Dans une rue écartée de Londres vivaient une pauvre blanchisseuse et son unique enfant Charlot. Ils étaient seuls au monde et liés l'un à l'autre par le plus tendre amour.

C’était là tout leur bien.

Ils étaient trop pauvres pour oser aller aux grands services à l'église, mais Charlot allait à l'école du dimanche et de retour chez lui, il racontait à sa mère ce qu'on lui avait appris: cela lui servait de sermon.


Un soir d’hiver, ayant eu bien froid, il fut saisi par la fièvre. Il ne devait jamais en guérir. Ce fut une terrible épreuve pour la mère, mais Dieu avait une grande oeuvre à faire faire à l'enfant avant de le prendre à lui.

Sur le même palier vivait un cocher d’omnibus dont la femme était morte en lui laissant quatre enfants. Depuis lors, le pauvre homme s'était mis à boire, et souvent, il rentrait ivre. Il n'était pas méchant, il aimait réellement ses enfants et avait fait de Charlot son ami. Il lui prêtait son grand fouet, et le petit garçon avait bien du plaisir à le faire claquer!

Lorsque le soir il rencontrait son petit voisin dans l'escalier, il lui donnait quelquefois une pomme ou une orange qu'il prenait à la provision de fruits qu’il apportait à ses enfants. Tout ceci, c'était avant que Charlot eût sa fièvre! Maintenant, Charlot était souvent seul, et, ayant appris ce que c'était que de prier, il priait souvent.


Tandis qu'il était là, couché, jour après jour, se doutant bien qu’il n’irait jamais mieux, il lui vint un ardent désir de prier Dieu pour un sujet spécial. Il le pria de guérir le cocher d’omnibus de sa maudite passion.

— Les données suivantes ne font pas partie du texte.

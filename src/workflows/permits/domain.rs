use chrono::{DateTime, Utc};
use serde::{Deserialize, Serialize};
use serde_json::Value;

/// Weight of a finding: `Error` blocks readiness, `Warning` is a non-blocking
/// concern, `Info` is purely informational.
#[derive(Debug, Clone, Copy, PartialEq, Eq, Serialize, Deserialize)]
#[serde(rename_all = "lowercase")]
pub enum Severity {
    Error,
    Warning,
    Info,
}

impl Severity {
    pub const fn label(self) -> &'static str {
        match self {
            Severity::Error => "error",
            Severity::Warning => "warning",
            Severity::Info => "info",
        }
    }
}

/// A completeness gap or rule violation surfaced to back-office staff.
///
/// Missing items and validation errors share this shape; identity is the
/// stable dotted `key` (e.g. `missing.owner_name`, `required.owner_name`).
#[derive(Debug, Clone, PartialEq, Eq, Serialize, Deserialize)]
pub struct Finding {
    pub key: String,
    pub severity: Severity,
    pub message: String,
}

impl Finding {
    pub fn new(key: impl Into<String>, severity: Severity, message: impl Into<String>) -> Self {
        Self {
            key: key.into(),
            severity,
            message: message.into(),
        }
    }

    pub fn error(key: impl Into<String>, message: impl Into<String>) -> Self {
        Self::new(key, Severity::Error, message)
    }

    pub fn warning(key: impl Into<String>, message: impl Into<String>) -> Self {
        Self::new(key, Severity::Warning, message)
    }
}

/// True when any finding in the slice carries error severity.
pub fn has_blocking(findings: &[Finding]) -> bool {
    findings
        .iter()
        .any(|finding| finding.severity == Severity::Error)
}

/// Lifecycle status of a permit case. Only `DraftBuilt` and `WaitingOnDocs`
/// are written by the build pipeline; the later states are set by submission
/// tooling elsewhere. The status is not monotonic: every rebuild recomputes
/// it from current findings.
#[derive(Debug, Clone, Copy, PartialEq, Eq, Serialize, Deserialize)]
#[serde(rename_all = "SCREAMING_SNAKE_CASE")]
pub enum PermitCaseStatus {
    NotStarted,
    DraftBuilt,
    WaitingOnDocs,
    ReadyToSubmit,
    Submitted,
    Void,
}

impl PermitCaseStatus {
    pub const fn label(self) -> &'static str {
        match self {
            PermitCaseStatus::NotStarted => "NOT_STARTED",
            PermitCaseStatus::DraftBuilt => "DRAFT_BUILT",
            PermitCaseStatus::WaitingOnDocs => "WAITING_ON_DOCS",
            PermitCaseStatus::ReadyToSubmit => "READY_TO_SUBMIT",
            PermitCaseStatus::Submitted => "SUBMITTED",
            PermitCaseStatus::Void => "VOID",
        }
    }

    /// Voided cases are invisible to the idempotent reuse lookup.
    pub const fn is_void(self) -> bool {
        matches!(self, PermitCaseStatus::Void)
    }
}

fn default_true() -> bool {
    true
}

/// Caller knobs for a single build request. Serde defaults match
/// [`BuildOptions::default`] so an omitted `options` object behaves the same
/// as an empty one.
#[derive(Debug, Clone, Serialize, Deserialize)]
pub struct BuildOptions {
    #[serde(default)]
    pub force_rebuild: bool,
    #[serde(default = "default_true")]
    pub auto_detect_jurisdiction: bool,
    #[serde(default = "default_true")]
    pub auto_fetch_parcel: bool,
    #[serde(default)]
    pub parcel_cache_ttl_days: Option<i64>,
    #[serde(default)]
    pub auto_link_approvals: bool,
    #[serde(default)]
    pub auto_extract_approval_fields: bool,
    #[serde(default)]
    pub generate_application_pdf: bool,
    #[serde(default)]
    pub generate_packet_zip: bool,
    #[serde(default)]
    pub include_checklist_pdf: bool,
    #[serde(default)]
    pub dry_run: bool,
}

impl Default for BuildOptions {
    fn default() -> Self {
        Self {
            force_rebuild: false,
            auto_detect_jurisdiction: true,
            auto_fetch_parcel: true,
            parcel_cache_ttl_days: None,
            auto_link_approvals: false,
            auto_extract_approval_fields: false,
            generate_application_pdf: false,
            generate_packet_zip: false,
            include_checklist_pdf: false,
            dry_run: false,
        }
    }
}

/// Inbound build request as accepted by the HTTP surface and CLI.
#[derive(Debug, Clone, Serialize, Deserialize)]
pub struct BuildRequest {
    pub tenant_id: String,
    pub job_id: String,
    #[serde(default)]
    pub estimate_id: Option<String>,
    #[serde(default)]
    pub options: Option<BuildOptions>,
}

/// Immutable snapshot of everything needed to fill a permit application.
///
/// Built once per build request and discarded after the response. Absent
/// sources are represented by their empty shapes, never by missing keys, so
/// template `source.ref` paths resolve predictably to `null`.
#[derive(Debug, Clone, Serialize, Deserialize)]
pub struct CanonicalContext {
    pub meta: ContextMeta,
    pub permit_case: CaseSection,
    pub authority: AuthoritySection,
    pub job: JobSection,
    pub owner_contact: OwnerSection,
    pub parcel: ParcelSection,
    pub measurements: MeasurementSection,
    pub estimate: EstimateSection,
    pub products: ProductsSection,
    pub company: CompanySection,
}

impl CanonicalContext {
    /// JSON projection used by the evaluator, resolver, and validator for
    /// dotted path lookups. Serialization of the context cannot fail; the
    /// fallback keeps the contract total.
    pub fn snapshot(&self) -> Value {
        serde_json::to_value(self).unwrap_or(Value::Null)
    }
}

#[derive(Debug, Clone, Serialize, Deserialize)]
pub struct ContextMeta {
    pub tenant_id: String,
    pub permit_case_id: String,
    pub job_id: String,
    pub estimate_id: Option<String>,
    pub built_at: DateTime<Utc>,
    pub sources_used: Vec<String>,
    pub warnings: Vec<String>,
}

#[derive(Debug, Clone, Serialize, Deserialize)]
pub struct CaseSection {
    pub id: String,
    pub status: String,
    pub permit_type: Option<String>,
    pub county_name: Option<String>,
    pub city_name: Option<String>,
    pub authority_id: Option<String>,
}

#[derive(Debug, Clone, Default, Serialize, Deserialize)]
pub struct AuthoritySection {
    pub id: Option<String>,
    pub name: Option<String>,
    pub jurisdiction_level: Option<String>,
    pub portal_url: Option<String>,
    pub phone: Option<String>,
    pub email: Option<String>,
}

impl AuthoritySection {
    pub fn empty() -> Self {
        Self::default()
    }
}

#[derive(Debug, Clone, Serialize, Deserialize)]
pub struct JobSection {
    pub id: String,
    pub name: Option<String>,
    pub full_address: Option<String>,
    pub street_address: Option<String>,
    pub city: Option<String>,
    pub state: Option<String>,
    pub zip: Option<String>,
    pub county_name: Option<String>,
    pub latitude: Option<f64>,
    pub longitude: Option<f64>,
    pub stories: Option<u32>,
    pub contact_id: Option<String>,
}

#[derive(Debug, Clone, Default, Serialize, Deserialize)]
pub struct MailingAddress {
    pub street: Option<String>,
    pub city: Option<String>,
    pub state: Option<String>,
    pub zip: Option<String>,
    pub full: Option<String>,
}

impl MailingAddress {
    pub fn empty() -> Self {
        Self::default()
    }
}

#[derive(Debug, Clone, Serialize, Deserialize)]
pub struct OwnerSection {
    pub contact_id: Option<String>,
    pub first_name: Option<String>,
    pub last_name: Option<String>,
    pub full_name: Option<String>,
    pub phone: Option<String>,
    pub email: Option<String>,
    pub mailing_address: MailingAddress,
}

impl OwnerSection {
    pub fn empty() -> Self {
        Self {
            contact_id: None,
            first_name: None,
            last_name: None,
            full_name: None,
            phone: None,
            email: None,
            mailing_address: MailingAddress::empty(),
        }
    }
}

#[derive(Debug, Clone, Default, Serialize, Deserialize)]
pub struct ParcelSection {
    pub parcel_id: Option<String>,
    pub county_name: Option<String>,
    pub legal_description: Option<String>,
    pub owner_name: Option<String>,
    pub land_use: Option<String>,
    pub year_built: Option<i32>,
}

impl ParcelSection {
    pub fn empty() -> Self {
        Self::default()
    }

    /// Empty shape that still carries the county the case knows about, so
    /// templates referencing `parcel.county_name` resolve even when no cached
    /// government record exists.
    pub fn empty_for_county(county_name: Option<String>) -> Self {
        Self {
            county_name,
            ..Self::default()
        }
    }
}

#[derive(Debug, Clone, Default, Serialize, Deserialize)]
pub struct MeasurementSection {
    pub id: Option<String>,
    pub source: Option<String>,
    pub total_area_sqft: Option<f64>,
    pub predominant_pitch: Option<String>,
    pub facet_count: Option<u32>,
    pub report_url: Option<String>,
    pub measured_at: Option<DateTime<Utc>>,
}

impl MeasurementSection {
    pub fn empty() -> Self {
        Self::default()
    }
}

#[derive(Debug, Clone, Default, Serialize, Deserialize)]
pub struct EstimateSection {
    pub id: Option<String>,
    pub name: Option<String>,
    pub status: Option<String>,
    pub total: Option<f64>,
    pub approved_at: Option<DateTime<Utc>>,
}

impl EstimateSection {
    pub fn empty() -> Self {
        Self::default()
    }
}

#[derive(Debug, Clone, Default, Serialize, Deserialize)]
pub struct PrimaryProduct {
    pub id: Option<String>,
    pub name: Option<String>,
    pub manufacturer: Option<String>,
    pub approval_number: Option<String>,
}

#[derive(Debug, Clone, PartialEq, Eq, Serialize, Deserialize)]
pub struct ProductComponent {
    pub name: String,
    pub product_kind: Option<String>,
}

#[derive(Debug, Clone, PartialEq, Eq, Serialize, Deserialize)]
pub struct ApprovalDocument {
    pub number: Option<String>,
    pub title: Option<String>,
    pub url: Option<String>,
}

#[derive(Debug, Clone, Default, Serialize, Deserialize)]
pub struct ProductsSection {
    pub primary: PrimaryProduct,
    pub components: Vec<ProductComponent>,
    pub approvals: Vec<ApprovalDocument>,
}

impl ProductsSection {
    pub fn empty() -> Self {
        Self::default()
    }
}

#[derive(Debug, Clone, Serialize, Deserialize)]
pub struct CompanySection {
    pub tenant_id: String,
    pub name: Option<String>,
    pub license_number: Option<String>,
    pub phone: Option<String>,
    pub email: Option<String>,
    pub address: Option<String>,
}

Il commença donc à prier dans ce but, mais parfois il lui semblait qu'il serait mort avant d’être exaucé, car sa voix devenait de plus en plus faible, et le pauvre homme n'était pas guéri de son triste défaut.

Pendant tout ce temps, le cocher était très bon pour lui. Une preuve touchante de cette bonté, c’est que lorsqu'il se sentait un tant soit peu pris par la boisson, il n’entrait jamais dans la chambre du petit malade; autrement, il y entrait toujours. Charlot s'aperçut bientôt de cette marque de bonté, et sa joie en était augmentée quand le bruit bien connu des pas de son ami, qui cependant marchait en faisant aussi peu de bruit que le lui permettaient ses gros souliers ferrés, s’avançait vers la porte de sa mère et que la bonne figure, puis le corps entier du brave homme se montraient dans l’entrebâillement. Et cela l'égayait toujours quand il entendait ces mots, quoiqu'ils fussent toujours les mêmes:

«Comment vas-tu ce soir, Charlot? — Et comment la journée s'est-elle passée? J'espère bien que tu vas avoir une bonne nuit!»


Un soir que la porte de Charlot était ouverte pour donner un peu d'air, le brave homme, parfaitement à jeun, montait paisiblement les marches de l'escalier, quand il entendit une voix qui semblait prier. C'était le petit mourant qui priait pour son cher ami. La voix était faible et le cocher pouvait à peine entendre ce qu'elle disait, mais il saisit ces paroles, doucement syllabées, comme dans un murmure:

«Bon Père, donne-moi — ce que je désire! Chasse — du coeur — de mon bon ami — son vilain défaut, — pour l’amour — de ses enfants, — par amour — pour lui — au nom — de Jésus Christ, — et — donne-lui un nouveau cœur. — Oh! rends-le sobre!»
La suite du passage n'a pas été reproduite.